WORK ITEM
Collect every line below that contains the word "impl".
******************************
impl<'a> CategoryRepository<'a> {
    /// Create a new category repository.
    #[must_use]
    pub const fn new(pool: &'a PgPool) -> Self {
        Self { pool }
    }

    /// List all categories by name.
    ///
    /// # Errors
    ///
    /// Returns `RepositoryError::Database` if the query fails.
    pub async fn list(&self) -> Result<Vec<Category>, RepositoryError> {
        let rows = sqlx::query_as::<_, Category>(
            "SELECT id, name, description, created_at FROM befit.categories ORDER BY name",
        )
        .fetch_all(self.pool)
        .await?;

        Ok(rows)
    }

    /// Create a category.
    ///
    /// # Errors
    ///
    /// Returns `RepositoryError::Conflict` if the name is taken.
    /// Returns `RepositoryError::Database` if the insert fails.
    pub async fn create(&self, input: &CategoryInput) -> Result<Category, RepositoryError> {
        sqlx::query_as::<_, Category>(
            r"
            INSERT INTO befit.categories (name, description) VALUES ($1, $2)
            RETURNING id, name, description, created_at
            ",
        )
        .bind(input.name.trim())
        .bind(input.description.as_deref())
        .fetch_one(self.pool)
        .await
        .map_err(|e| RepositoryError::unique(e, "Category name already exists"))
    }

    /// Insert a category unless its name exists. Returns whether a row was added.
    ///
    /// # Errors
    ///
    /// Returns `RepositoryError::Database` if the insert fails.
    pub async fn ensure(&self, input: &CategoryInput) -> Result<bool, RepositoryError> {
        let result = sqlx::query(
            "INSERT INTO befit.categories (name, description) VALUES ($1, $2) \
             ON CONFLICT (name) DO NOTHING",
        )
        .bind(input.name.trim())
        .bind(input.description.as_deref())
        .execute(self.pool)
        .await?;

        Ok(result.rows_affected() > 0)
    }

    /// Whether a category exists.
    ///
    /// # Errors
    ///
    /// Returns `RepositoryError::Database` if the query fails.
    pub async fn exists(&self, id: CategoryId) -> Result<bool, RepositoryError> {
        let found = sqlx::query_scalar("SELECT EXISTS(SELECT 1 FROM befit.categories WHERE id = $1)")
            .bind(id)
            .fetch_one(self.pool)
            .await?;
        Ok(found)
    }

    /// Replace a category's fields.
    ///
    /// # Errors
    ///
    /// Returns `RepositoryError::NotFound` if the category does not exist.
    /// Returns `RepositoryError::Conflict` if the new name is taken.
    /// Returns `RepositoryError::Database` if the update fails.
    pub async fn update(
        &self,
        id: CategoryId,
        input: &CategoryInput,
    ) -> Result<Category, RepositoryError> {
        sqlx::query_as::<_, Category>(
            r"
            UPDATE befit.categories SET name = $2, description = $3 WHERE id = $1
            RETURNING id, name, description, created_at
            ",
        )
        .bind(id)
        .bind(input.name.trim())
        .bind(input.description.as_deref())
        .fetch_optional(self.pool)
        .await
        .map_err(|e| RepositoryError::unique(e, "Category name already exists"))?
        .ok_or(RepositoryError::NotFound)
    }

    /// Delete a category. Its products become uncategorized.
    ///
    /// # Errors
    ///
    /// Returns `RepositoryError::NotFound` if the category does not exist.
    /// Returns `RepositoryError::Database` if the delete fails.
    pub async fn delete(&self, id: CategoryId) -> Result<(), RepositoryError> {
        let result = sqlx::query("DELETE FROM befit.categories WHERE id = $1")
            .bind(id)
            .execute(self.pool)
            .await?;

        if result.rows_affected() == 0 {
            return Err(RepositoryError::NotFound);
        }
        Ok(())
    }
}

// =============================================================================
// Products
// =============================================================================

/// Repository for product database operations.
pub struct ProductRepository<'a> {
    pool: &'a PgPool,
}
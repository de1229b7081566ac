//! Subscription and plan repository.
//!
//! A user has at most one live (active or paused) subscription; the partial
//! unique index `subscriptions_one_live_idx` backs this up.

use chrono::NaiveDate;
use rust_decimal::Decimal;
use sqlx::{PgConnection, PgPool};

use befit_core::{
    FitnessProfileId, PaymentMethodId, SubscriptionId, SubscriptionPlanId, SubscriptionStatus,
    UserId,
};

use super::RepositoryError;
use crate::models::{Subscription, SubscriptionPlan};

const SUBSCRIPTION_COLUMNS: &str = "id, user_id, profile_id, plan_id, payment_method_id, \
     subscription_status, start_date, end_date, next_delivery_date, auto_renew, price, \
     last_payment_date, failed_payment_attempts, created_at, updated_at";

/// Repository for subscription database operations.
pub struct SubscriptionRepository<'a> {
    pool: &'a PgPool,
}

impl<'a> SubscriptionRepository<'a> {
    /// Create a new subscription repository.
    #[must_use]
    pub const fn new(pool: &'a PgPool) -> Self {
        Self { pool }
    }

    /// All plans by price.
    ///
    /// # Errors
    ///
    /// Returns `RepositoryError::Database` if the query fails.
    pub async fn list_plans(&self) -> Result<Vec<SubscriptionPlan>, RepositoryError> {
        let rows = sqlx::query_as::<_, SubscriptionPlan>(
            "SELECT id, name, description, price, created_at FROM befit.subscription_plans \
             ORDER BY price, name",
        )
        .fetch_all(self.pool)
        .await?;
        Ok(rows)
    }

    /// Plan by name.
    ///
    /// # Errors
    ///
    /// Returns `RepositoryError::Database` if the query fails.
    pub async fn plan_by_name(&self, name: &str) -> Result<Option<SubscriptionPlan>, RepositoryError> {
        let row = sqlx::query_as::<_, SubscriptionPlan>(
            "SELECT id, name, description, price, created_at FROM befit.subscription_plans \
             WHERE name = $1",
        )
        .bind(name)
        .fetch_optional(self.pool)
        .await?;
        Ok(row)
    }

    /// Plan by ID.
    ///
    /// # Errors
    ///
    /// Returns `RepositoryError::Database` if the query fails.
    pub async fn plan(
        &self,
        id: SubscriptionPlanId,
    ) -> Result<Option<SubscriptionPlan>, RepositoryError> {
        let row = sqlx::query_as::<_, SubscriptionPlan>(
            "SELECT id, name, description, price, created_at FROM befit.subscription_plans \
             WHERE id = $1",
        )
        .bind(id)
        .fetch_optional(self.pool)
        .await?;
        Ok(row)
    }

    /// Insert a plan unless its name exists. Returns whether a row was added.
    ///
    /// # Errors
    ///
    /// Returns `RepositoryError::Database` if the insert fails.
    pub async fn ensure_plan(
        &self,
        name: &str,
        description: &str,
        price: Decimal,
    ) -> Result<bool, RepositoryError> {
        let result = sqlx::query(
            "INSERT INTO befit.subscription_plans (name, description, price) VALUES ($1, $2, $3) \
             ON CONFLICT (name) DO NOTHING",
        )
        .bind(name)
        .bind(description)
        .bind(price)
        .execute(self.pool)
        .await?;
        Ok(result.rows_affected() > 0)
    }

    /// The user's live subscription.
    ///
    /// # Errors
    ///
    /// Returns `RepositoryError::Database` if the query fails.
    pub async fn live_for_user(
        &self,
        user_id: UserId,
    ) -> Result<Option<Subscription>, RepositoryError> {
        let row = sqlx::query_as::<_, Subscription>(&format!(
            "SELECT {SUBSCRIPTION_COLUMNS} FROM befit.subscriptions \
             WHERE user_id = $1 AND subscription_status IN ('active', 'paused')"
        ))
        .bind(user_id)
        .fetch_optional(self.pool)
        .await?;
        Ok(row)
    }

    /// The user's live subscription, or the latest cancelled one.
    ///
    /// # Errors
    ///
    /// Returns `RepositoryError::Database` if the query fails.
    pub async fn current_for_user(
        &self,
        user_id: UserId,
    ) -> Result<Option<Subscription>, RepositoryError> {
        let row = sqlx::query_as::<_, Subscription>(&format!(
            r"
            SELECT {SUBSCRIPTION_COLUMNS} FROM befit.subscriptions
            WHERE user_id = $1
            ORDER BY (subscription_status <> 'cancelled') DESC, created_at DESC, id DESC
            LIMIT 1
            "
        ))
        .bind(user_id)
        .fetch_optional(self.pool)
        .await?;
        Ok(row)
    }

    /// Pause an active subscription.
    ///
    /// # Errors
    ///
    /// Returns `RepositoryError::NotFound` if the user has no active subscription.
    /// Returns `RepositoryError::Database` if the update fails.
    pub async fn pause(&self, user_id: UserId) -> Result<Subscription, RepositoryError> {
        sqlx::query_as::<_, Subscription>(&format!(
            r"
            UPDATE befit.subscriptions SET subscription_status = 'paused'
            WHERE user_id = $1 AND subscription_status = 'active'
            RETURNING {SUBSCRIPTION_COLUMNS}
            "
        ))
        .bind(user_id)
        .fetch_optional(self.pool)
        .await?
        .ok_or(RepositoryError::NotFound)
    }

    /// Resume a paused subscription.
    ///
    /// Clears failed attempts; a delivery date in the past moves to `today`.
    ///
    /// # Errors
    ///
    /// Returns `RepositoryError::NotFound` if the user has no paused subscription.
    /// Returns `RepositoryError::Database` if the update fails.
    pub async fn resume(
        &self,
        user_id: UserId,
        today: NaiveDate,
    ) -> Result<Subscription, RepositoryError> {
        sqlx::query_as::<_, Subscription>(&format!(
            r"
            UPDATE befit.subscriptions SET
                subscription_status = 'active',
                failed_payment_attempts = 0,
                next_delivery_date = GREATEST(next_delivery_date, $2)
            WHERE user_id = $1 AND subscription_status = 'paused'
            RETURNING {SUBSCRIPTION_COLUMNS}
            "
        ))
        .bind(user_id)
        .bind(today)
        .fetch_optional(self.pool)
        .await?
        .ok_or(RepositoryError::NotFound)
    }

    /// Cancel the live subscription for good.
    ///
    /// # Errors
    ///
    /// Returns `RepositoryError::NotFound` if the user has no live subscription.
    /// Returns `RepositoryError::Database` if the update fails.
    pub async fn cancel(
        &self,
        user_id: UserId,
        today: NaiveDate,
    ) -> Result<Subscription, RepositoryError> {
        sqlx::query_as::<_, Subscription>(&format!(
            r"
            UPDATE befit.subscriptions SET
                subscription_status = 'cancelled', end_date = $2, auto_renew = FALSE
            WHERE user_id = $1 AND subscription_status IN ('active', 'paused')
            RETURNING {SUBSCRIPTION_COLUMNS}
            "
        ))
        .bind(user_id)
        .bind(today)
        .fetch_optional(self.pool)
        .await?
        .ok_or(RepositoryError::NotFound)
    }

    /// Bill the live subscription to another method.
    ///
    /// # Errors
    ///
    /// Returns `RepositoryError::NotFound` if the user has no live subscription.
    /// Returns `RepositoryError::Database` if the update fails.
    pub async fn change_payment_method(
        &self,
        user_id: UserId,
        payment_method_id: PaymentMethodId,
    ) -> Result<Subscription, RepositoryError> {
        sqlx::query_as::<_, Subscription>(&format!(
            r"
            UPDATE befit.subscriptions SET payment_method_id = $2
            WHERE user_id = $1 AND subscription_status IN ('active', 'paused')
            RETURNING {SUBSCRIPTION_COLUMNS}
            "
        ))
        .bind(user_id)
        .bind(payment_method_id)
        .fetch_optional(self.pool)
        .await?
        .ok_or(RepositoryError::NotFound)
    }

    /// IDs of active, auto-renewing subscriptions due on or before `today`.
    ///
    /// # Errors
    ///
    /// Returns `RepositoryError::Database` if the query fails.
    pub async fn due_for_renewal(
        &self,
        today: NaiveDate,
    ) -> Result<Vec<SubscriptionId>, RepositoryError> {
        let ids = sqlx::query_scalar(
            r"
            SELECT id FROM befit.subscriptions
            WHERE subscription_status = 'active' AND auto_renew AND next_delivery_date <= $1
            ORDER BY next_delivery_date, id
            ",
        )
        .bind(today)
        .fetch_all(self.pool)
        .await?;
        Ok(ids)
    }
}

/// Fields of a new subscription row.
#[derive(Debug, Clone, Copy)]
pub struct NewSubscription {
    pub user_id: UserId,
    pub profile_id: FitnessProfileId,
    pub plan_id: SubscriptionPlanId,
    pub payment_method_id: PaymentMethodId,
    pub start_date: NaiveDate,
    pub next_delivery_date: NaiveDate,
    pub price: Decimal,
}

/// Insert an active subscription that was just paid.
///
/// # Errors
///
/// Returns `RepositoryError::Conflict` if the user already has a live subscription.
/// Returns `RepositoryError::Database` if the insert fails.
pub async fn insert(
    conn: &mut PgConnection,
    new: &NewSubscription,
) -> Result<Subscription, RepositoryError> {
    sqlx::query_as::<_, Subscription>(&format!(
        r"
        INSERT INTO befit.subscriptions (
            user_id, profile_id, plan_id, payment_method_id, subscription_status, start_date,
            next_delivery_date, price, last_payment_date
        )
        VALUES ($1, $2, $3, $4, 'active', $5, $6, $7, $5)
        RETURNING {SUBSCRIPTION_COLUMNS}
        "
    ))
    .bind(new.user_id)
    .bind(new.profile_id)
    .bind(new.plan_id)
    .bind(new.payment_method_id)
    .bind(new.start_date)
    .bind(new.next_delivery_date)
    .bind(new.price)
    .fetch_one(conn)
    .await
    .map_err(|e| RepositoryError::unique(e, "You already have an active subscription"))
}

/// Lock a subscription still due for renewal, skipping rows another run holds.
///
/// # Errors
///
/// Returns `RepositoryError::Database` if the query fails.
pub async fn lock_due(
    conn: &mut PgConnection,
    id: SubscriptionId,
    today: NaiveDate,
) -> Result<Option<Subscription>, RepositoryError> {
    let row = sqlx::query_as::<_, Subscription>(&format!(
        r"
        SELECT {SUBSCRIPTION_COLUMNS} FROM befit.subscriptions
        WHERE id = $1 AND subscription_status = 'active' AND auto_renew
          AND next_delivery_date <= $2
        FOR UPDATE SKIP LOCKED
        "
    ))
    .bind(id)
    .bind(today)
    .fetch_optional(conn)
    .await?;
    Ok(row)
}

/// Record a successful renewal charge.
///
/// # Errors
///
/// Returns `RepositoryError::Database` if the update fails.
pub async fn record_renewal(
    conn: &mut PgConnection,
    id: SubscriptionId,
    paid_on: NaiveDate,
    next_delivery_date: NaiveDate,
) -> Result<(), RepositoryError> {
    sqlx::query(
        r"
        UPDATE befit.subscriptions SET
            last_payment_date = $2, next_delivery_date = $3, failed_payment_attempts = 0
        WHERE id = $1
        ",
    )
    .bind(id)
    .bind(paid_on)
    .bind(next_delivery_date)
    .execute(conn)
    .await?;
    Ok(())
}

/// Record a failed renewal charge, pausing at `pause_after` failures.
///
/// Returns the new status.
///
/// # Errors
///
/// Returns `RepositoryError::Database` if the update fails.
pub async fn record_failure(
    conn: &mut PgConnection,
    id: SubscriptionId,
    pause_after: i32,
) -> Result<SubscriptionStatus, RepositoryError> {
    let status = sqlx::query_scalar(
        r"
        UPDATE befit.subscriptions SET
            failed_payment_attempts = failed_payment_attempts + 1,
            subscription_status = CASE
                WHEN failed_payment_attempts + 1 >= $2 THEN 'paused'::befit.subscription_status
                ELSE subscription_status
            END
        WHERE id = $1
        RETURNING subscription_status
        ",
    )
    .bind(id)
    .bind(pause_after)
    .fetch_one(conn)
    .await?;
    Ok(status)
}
******************************
PROBLEM SOLUTION
impl<'a> CategoryRepository<'a> {
impl<'a> SubscriptionRepository<'a> {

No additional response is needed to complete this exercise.